# THE PROBLEM:
Reprint the entries without altering anything.

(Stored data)
┄┄┄┄┄┄┄┄┄┄

use std::fmt;

#[derive(Debug)]
pub enum ConfigError {
    /// TOML parse / deserialization error.
    Parse(String),
    /// Layout or catalog validation error.
    Validation(String),
    /// Settings file could not be read.
    Io(String),
}

impl fmt::Display for ConfigError {
    fn fmt(&self, f: &mut fmt::Formatter<'_>) -> fmt::Result {
        match self {
            Self::Parse(msg) => write!(f, "settings parse error: {msg}"),
            Self::Validation(msg) => write!(f, "settings validation error: {msg}"),
            Self::Io(msg) => write!(f, "settings IO error: {msg}"),
        }
    }
}

impl std::error::Error for ConfigError {}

┄┄┄┄┄┄┄┄┄┄

# RESPONSE:
use std::fmt;

#[derive(Debug)]
pub enum ConfigError {
    /// TOML parse / deserialization error.
    Parse(String),
    /// Layout or catalog validation error.
    Validation(String),
    /// Settings file could not be read.
    Io(String),
}

impl fmt::Display for ConfigError {
    fn fmt(&self, f: &mut fmt::Formatter<'_>) -> fmt::Result {
        match self {
            Self::Parse(msg) => write!(f, "settings parse error: {msg}"),
            Self::Validation(msg) => write!(f, "settings validation error: {msg}"),
            Self::Io(msg) => write!(f, "settings IO error: {msg}"),
        }
    }
}

impl std::error::Error for ConfigError {}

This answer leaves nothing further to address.